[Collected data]
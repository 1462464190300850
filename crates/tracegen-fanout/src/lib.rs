//! # tracegen-fanout
//!
//! Parallel trace generation. The case table is split into contiguous
//! shards, one per worker; every worker owns an independent
//! [`TraceGenerator`](tracegen_generator::TraceGenerator) with its own fork of
//! the vocabulary, and hands back its whole output as a single result.
//!
//! ## Protocol
//!
//! 1. Partition cases into `W` shards of `ceil(total / W)` cases.
//! 2. Reserve a disjoint event-id block per shard.
//! 3. Run each shard on the blocking pool.
//! 4. Join every worker; each produces exactly one terminal outcome,
//!    success or failure, tagged by shard.
//! 5. Concatenate shard outputs in shard order, optionally renumbering
//!    event ids contiguously.
//!
//! ## Example
//!
//! ```rust,ignore
//! use tracegen_fanout::{FanOutConfig, FanOutCoordinator, FailurePolicy};
//!
//! let coordinator = FanOutCoordinator::new(
//!     FanOutConfig::new()
//!         .with_workers(4)
//!         .with_failure_policy(FailurePolicy::FailFast),
//! )?;
//!
//! let result = coordinator.run(&vocabulary, &generation, &cases).await?;
//! println!("{} events from {} shards", result.events.len(), result.shards.len());
//! ```

pub mod coordinator;
pub mod error;
pub mod partition;

pub use coordinator::{
    available_workers, FailurePolicy, FanOutConfig, FanOutCoordinator, FanOutResult, IdAllocation,
    ShardReport,
};
pub use error::{FanOutError, Result, ShardFailure};
pub use partition::{partition, plan_shards, shard_size, Shard};
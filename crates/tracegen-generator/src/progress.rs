//! Advisory progress notifications.
//!
//! Progress never influences generated content. Generators call the sink
//! after each item; sinks decide how often anything is emitted.

use std::fmt;
use tracing::info;

/// The generation stage being reported.
#[derive(Debug, Clone, Copy, PartialEq, Eq, Hash)]
pub enum Stage {
    Cases,
    Events,
}

impl fmt::Display for Stage {
    fn fmt(&self, f: &mut fmt::Formatter<'_>) -> fmt::Result {
        match self {
            Stage::Cases => write!(f, "Generating cases"),
            Stage::Events => write!(f, "Generating transitions"),
        }
    }
}

/// Receiver for progress notifications.
pub trait ProgressSink {
    /// `done` of `total` items of `stage` are complete.
    fn update(&mut self, stage: Stage, done: u64, total: u64);

    /// `stage` is complete.
    fn finish(&mut self, stage: Stage, total: u64);
}

/// Discards every notification.
#[derive(Debug, Clone, Copy, Default)]
pub struct NoProgress;

impl ProgressSink for NoProgress {
    fn update(&mut self, _stage: Stage, _done: u64, _total: u64) {}

    fn finish(&mut self, _stage: Stage, _total: u64) {}
}

/// Emits a log event every `interval` items and once on completion.
#[derive(Debug, Clone)]
pub struct LogProgress {
    interval: u64,
    emitted: u64,
}

impl LogProgress {
    /// Create a sink reporting every `interval` items. Zero reports only completion.
    pub fn new(interval: u64) -> Self {
        Self { interval, emitted: 0 }
    }

    /// Number of log events emitted so far.
    pub fn emitted(&self) -> u64 {
        self.emitted
    }
}

impl ProgressSink for LogProgress {
    fn update(&mut self, stage: Stage, done: u64, total: u64) {
        if self.interval == 0 || done % self.interval != 0 || done >= total {
            return;
        }
        let percent = done as f64 / total as f64 * 100.0;
        info!(
            stage = %stage,
            done = %format_count(done),
            total = %format_count(total),
            percent = format!("{:.0}%", percent),
            "Progress"
        );
        self.emitted += 1;
    }

    fn finish(&mut self, stage: Stage, total: u64) {
        info!(stage = %stage, total = %format_count(total), percent = "100%", "Progress");
        self.emitted += 1;
    }
}

/// Render a count with a magnitude suffix, e.g. `1.5K` or `2M`.
pub fn format_count(num: u64) -> String {
    const UNITS: [(&str, f64); 5] = [("T", 1e12), ("B", 1e9), ("M", 1e6), ("K", 1e3), ("", 1.0)];

    let n = num as f64;
    for (suffix, threshold) in UNITS {
        if n >= threshold {
            let scaled = (n / threshold * 100.0).round() / 100.0;
            return format!("{}{}", scaled, suffix);
        }
    }
    num.to_string()
}
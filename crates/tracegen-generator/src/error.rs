//! Error types for generation.

use thiserror::Error;
use tracegen_core::{ConfigError, SchemaError};

/// Errors raised before generation starts.
#[derive(Debug, Clone, PartialEq, Eq, Error)]
pub enum GenerationError {
    /// The generation bounds are invalid.
    #[error("configuration error: {0}")]
    Config(#[from] ConfigError),

    /// The vocabulary schema cannot produce well-formed records.
    #[error("schema error: {0}")]
    Schema(#[from] SchemaError),
}

/// Result type alias for generation operations.
pub type Result<T> = std::result::Result<T, GenerationError>;
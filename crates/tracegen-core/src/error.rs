//! Error types for structural validation.
//!
//! Both error kinds are raised synchronously, before any generation work
//! starts. Nothing is ever partially generated because of them.

use thiserror::Error;

use crate::schema::TableKind;

/// Invalid generation bounds or run parameters.
#[derive(Debug, Clone, PartialEq, Eq, Error)]
pub enum ConfigError {
    /// A `[min, max]` pair is inverted.
    #[error("invalid range for {name}: min {min} is greater than max {max}")]
    InvertedRange { name: &'static str, min: u64, max: u64 },

    /// A parameter that must be strictly positive is zero.
    #[error("{0} must be greater than zero")]
    NotPositive(&'static str),

    /// Any other invalid value.
    #[error("invalid configuration: {0}")]
    Invalid(String),
}

/// A vocabulary schema that cannot produce well-formed records.
#[derive(Debug, Clone, PartialEq, Eq, Error)]
pub enum SchemaError {
    /// No field carries a role the table requires.
    #[error("{table} schema has no {role} field")]
    MissingRole { table: TableKind, role: &'static str },

    /// More than one field carries a role that must be unique.
    #[error("{table} schema has more than one {role} field")]
    DuplicateRole { table: TableKind, role: &'static str },

    /// A sampled field has no value source behind it.
    #[error("{table} field '{field}' has no value source for key '{key}'")]
    UnknownKey {
        table: TableKind,
        field: String,
        key: String,
    },

    /// The start or end marker is unusable.
    #[error("invalid marker: {0}")]
    InvalidMarker(String),

    /// The vocabulary document itself is malformed.
    #[error("malformed vocabulary: {0}")]
    Malformed(String),
}

impl ConfigError {
    /// Creates a new inverted range error.
    pub fn inverted(name: &'static str, min: impl Into<u64>, max: impl Into<u64>) -> Self {
        Self::InvertedRange {
            name,
            min: min.into(),
            max: max.into(),
        }
    }

    /// Creates a new generic invalid configuration error.
    pub fn invalid(message: impl Into<String>) -> Self {
        Self::Invalid(message.into())
    }
}

impl SchemaError {
    /// Creates a new missing role error.
    pub fn missing(table: TableKind, role: &'static str) -> Self {
        Self::MissingRole { table, role }
    }

    /// Creates a new duplicate role error.
    pub fn duplicate(table: TableKind, role: &'static str) -> Self {
        Self::DuplicateRole { table, role }
    }

    /// Creates a new unknown sampling key error.
    pub fn unknown_key(table: TableKind, field: impl Into<String>, key: impl Into<String>) -> Self {
        Self::UnknownKey {
            table,
            field: field.into(),
            key: key.into(),
        }
    }

    /// Creates a new malformed vocabulary error.
    pub fn malformed(message: impl Into<String>) -> Self {
        Self::Malformed(message.into())
    }
}
impl<V: Vocabulary> TraceGenerator<V> {
    /// Create a generator.
    ///
    /// The random state is seeded from `config.seed` when present.
    ///
    /// # Errors
    ///
    /// Fails before producing anything when the configuration is invalid or
    /// the events schema lacks a primary key, foreign key, action or date
    /// field.
    pub fn new(vocabulary: V, config: GenerationConfig) -> Result<Self> {
        config.validate()?;
        let schema = vocabulary.schema(TableKind::Events);
        schema.validate(TableKind::Events)?;

        let rng = match config.seed {
            Some(seed) => ChaCha8Rng::seed_from_u64(seed),
            None => ChaCha8Rng::from_entropy(),
        };

        Ok(Self {
            columns: schema.columns.clone(),
            start_marker: vocabulary.start_marker().to_string(),
            end_marker: vocabulary.end_marker().to_string(),
            vocabulary,
            config,
            rng,
            next_id: EventId::FIRST,
            now: Utc::now().naive_utc(),
        })
    }

    /// Select an independent random stream of the same seed.
    pub fn with_stream(mut self, stream: u64) -> Self {
        self.rng.set_stream(stream);
        self
    }

    /// Start numbering events at `first`.
    pub fn with_first_id(mut self, first: EventId) -> Self {
        self.next_id = first;
        self
    }

    /// Fix the reference time start timestamps are drawn against.
    pub fn with_now(mut self, now: NaiveDateTime) -> Self {
        self.now = now;
        self
    }

    /// The id the next event will receive.
    pub fn next_id(&self) -> EventId {
        self.next_id
    }

    /// Run one walk for `case_id`.
    pub fn walk(&mut self, case_id: CaseId) -> Walk {
        let drawn_length = self.rng.gen_range(self.config.events_range());
        let mut timestamp = self.draw_start();
        let mut events = Vec::with_capacity(drawn_length as usize);
        let mut early_terminated = false;
        let mut previous = self.start_marker.clone();

        for step in 0..drawn_length {
            let label = if step == 0 {
                self.start_marker.clone()
            } else if step == drawn_length - 1 {
                self.end_marker.clone()
            } else {
                self.vocabulary.next_state(&previous)
            };

            events.push(self.build_event(case_id, &label, timestamp));

            if label == self.end_marker {
                early_terminated = step + 1 < drawn_length;
                break;
            }

            timestamp += self.draw_delta();
            previous = label;
        }

        Walk {
            drawn_length,
            early_terminated,
            events,
        }
    }

    /// Events of one case in walk order.
    pub fn generate_case(&mut self, case_id: CaseId) -> Vec<EventRecord> {
        self.walk(case_id).events
    }

    /// Events of every case in `cases`, concatenated in case order.
    pub fn generate(&mut self, cases: &[CaseRecord], progress: &mut dyn ProgressSink) -> Vec<EventRecord> {
        let total = cases.len() as u64;
        let mut events = Vec::with_capacity(cases.len() * self.config.max_events_per_case as usize);

        for (done, case) in cases.iter().enumerate() {
            events.extend(self.generate_case(case.id));
            progress.update(Stage::Events, done as u64 + 1, total);
        }
        progress.finish(Stage::Events, total);

        debug!(
            cases = total,
            events = events.len(),
            vocabulary = self.vocabulary.name(),
            "Generated traces"
        );
        events
    }

    fn draw_start(&mut self) -> NaiveDateTime {
        let window = self.config.timeframe().num_milliseconds();
        let offset = self.rng.gen_range(0..=window);
        self.now - Duration::milliseconds(offset)
    }

    fn draw_delta(&mut self) -> Duration {
        let days = self.rng.gen_range(self.config.days_range());
        let hours = self.rng.gen_range(self.config.hours_range());
        let minutes = self.rng.gen_range(self.config.minutes_range());
        Duration::days(days as i64) + Duration::hours(hours as i64) + Duration::minutes(minutes as i64)
    }

    fn build_event(&mut self, case_id: CaseId, label: &str, timestamp: NaiveDateTime) -> EventRecord {
        let id = self.next_id;
        self.next_id = id.next();

        let mut record = Record::with_capacity(self.columns.len());
        for field in &self.columns {
            let value = match field.role() {
                FieldRole::PrimaryKey => Value::from(id.inner()),
                FieldRole::ForeignKey => Value::from(case_id.inner()),
                FieldRole::EventAction => Value::from(label),
                FieldRole::EventDate => Value::Timestamp(timestamp),
                FieldRole::Sampled => self.vocabulary.sample(&field.name),
            };
            record.push(field.display_name.clone(), value);
        }

        EventRecord {
            id,
            case_id,
            action: label.to_string(),
            timestamp,
            record,
        }
    }
}
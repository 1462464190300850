//! Tracegen - Synthetic process-mining dataset generator.
//!
//! Generates a case table and an event log table by running one bounded
//! random walk per case through a vocabulary's transition graph, fanned out
//! across worker threads.
//!
//! # Usage
//!
//! ```bash
//! # Generate with the bundled vocabulary and defaults
//! tracegen
//!
//! # Start with a configuration file
//! tracegen --config /path/to/tracegen.toml
//!
//! # Override specific options
//! tracegen --cases 100000 --workers 8 --seed 42 --format csv
//! ```
//!
//! # Output layout
//!
//! ```text
//! <output-dir>/
//! ├── sql/
//! │   ├── cases.sql     batched INSERT statements
//! │   ├── events.sql
//! │   └── schema.sql    CREATE TABLE statements
//! └── csv/
//!     ├── cases.csv
//!     └── events.csv
//! ```

mod config;
mod pipeline;

use anyhow::{Context, Result};
use clap::Parser;
use config::{OutputFormat, TracegenConfig};
use std::path::PathBuf;
use tracing::{error, info};
use tracing_subscriber::{fmt, layer::SubscriberExt, util::SubscriberInitExt, EnvFilter};

/// CLI arguments for tracegen.
#[derive(Parser, Debug)]
#[command(
    name = "tracegen",
    about = "Generate synthetic case and event tables for process mining",
    version,
    author
)]
pub struct CliArgs {
    /// Path to the configuration file.
    #[arg(short, long, value_name = "FILE")]
    config: Option<PathBuf>,

    /// Path to a JSON vocabulary document.
    #[arg(short, long, value_name = "FILE")]
    vocabulary: Option<PathBuf>,

    /// Number of cases to generate.
    #[arg(short = 'n', long, value_name = "N")]
    cases: Option<u64>,

    /// Number of workers for event generation.
    #[arg(short, long, value_name = "N")]
    workers: Option<usize>,

    /// Seed for reproducible output.
    #[arg(short, long, value_name = "SEED")]
    seed: Option<u64>,

    /// Root directory for output files.
    #[arg(short, long, value_name = "DIR")]
    output_dir: Option<PathBuf>,

    /// Output formats to write.
    #[arg(short, long, value_enum)]
    format: Option<OutputFormat>,

    /// Log level (trace, debug, info, warn, error).
    #[arg(short, long, value_name = "LEVEL")]
    log_level: Option<String>,

    /// Enable JSON log output.
    #[arg(long)]
    json_logs: bool,

    /// Generate events on a single thread with progress reporting.
    #[arg(long)]
    single_threaded: bool,

    /// Print the default configuration and exit.
    #[arg(long)]
    print_config: bool,
}

/// Initialize tracing/logging.
fn init_tracing(config: &config::LoggingConfig) -> Result<()> {
    let filter = EnvFilter::try_from_default_env()
        .or_else(|_| EnvFilter::try_new(&config.level))
        .context("Failed to parse log filter")?;

    match config.format.as_str() {
        "json" => {
            tracing_subscriber::registry()
                .with(filter)
                .with(fmt::layer().json())
                .try_init()
                .map_err(|e| anyhow::anyhow!("Failed to initialize tracing: {}", e))?;
        }
        "compact" => {
            tracing_subscriber::registry()
                .with(filter)
                .with(fmt::layer().compact())
                .try_init()
                .map_err(|e| anyhow::anyhow!("Failed to initialize tracing: {}", e))?;
        }
        _ => {
            tracing_subscriber::registry()
                .with(filter)
                .with(fmt::layer().pretty())
                .try_init()
                .map_err(|e| anyhow::anyhow!("Failed to initialize tracing: {}", e))?;
        }
    }

    Ok(())
}

#[tokio::main]
async fn main() -> Result<()> {
    let args = CliArgs::parse();

    if args.print_config {
        let config = TracegenConfig::default();
        println!("{}", toml::to_string_pretty(&config)?);
        return Ok(());
    }

    let mut config = if let Some(ref config_path) = args.config {
        TracegenConfig::from_file(config_path)
            .with_context(|| format!("Failed to load config from {:?}", config_path))?
    } else {
        TracegenConfig::default()
    };

    config.merge_cli_args(&args);
    config.validate().context("Invalid configuration")?;

    init_tracing(&config.logging)?;

    info!(version = env!("CARGO_PKG_VERSION"), "Tracegen starting");

    let vocabulary = pipeline::load_vocabulary(&config)?;

    match pipeline::run(&config, vocabulary).await {
        Ok(summary) => {
            summary.log();
            Ok(())
        }
        Err(e) => {
            error!(error = %format!("{:#}", e), "Generation failed");
            Err(e)
        }
    }
}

What is being asked
Pick out and copy the lines of the entries that hold the string "every".

Answer below
//! shards, one per worker; every worker owns an independent
//! 4. Join every worker; each produces exactly one terminal outcome,
/// Discards every notification.
/// Emits a log event every `interval` items and once on completion.
    /// Create a sink reporting every `interval` items. Zero reports only completion.
    /// Events of every case in `cases`, concatenated in case order.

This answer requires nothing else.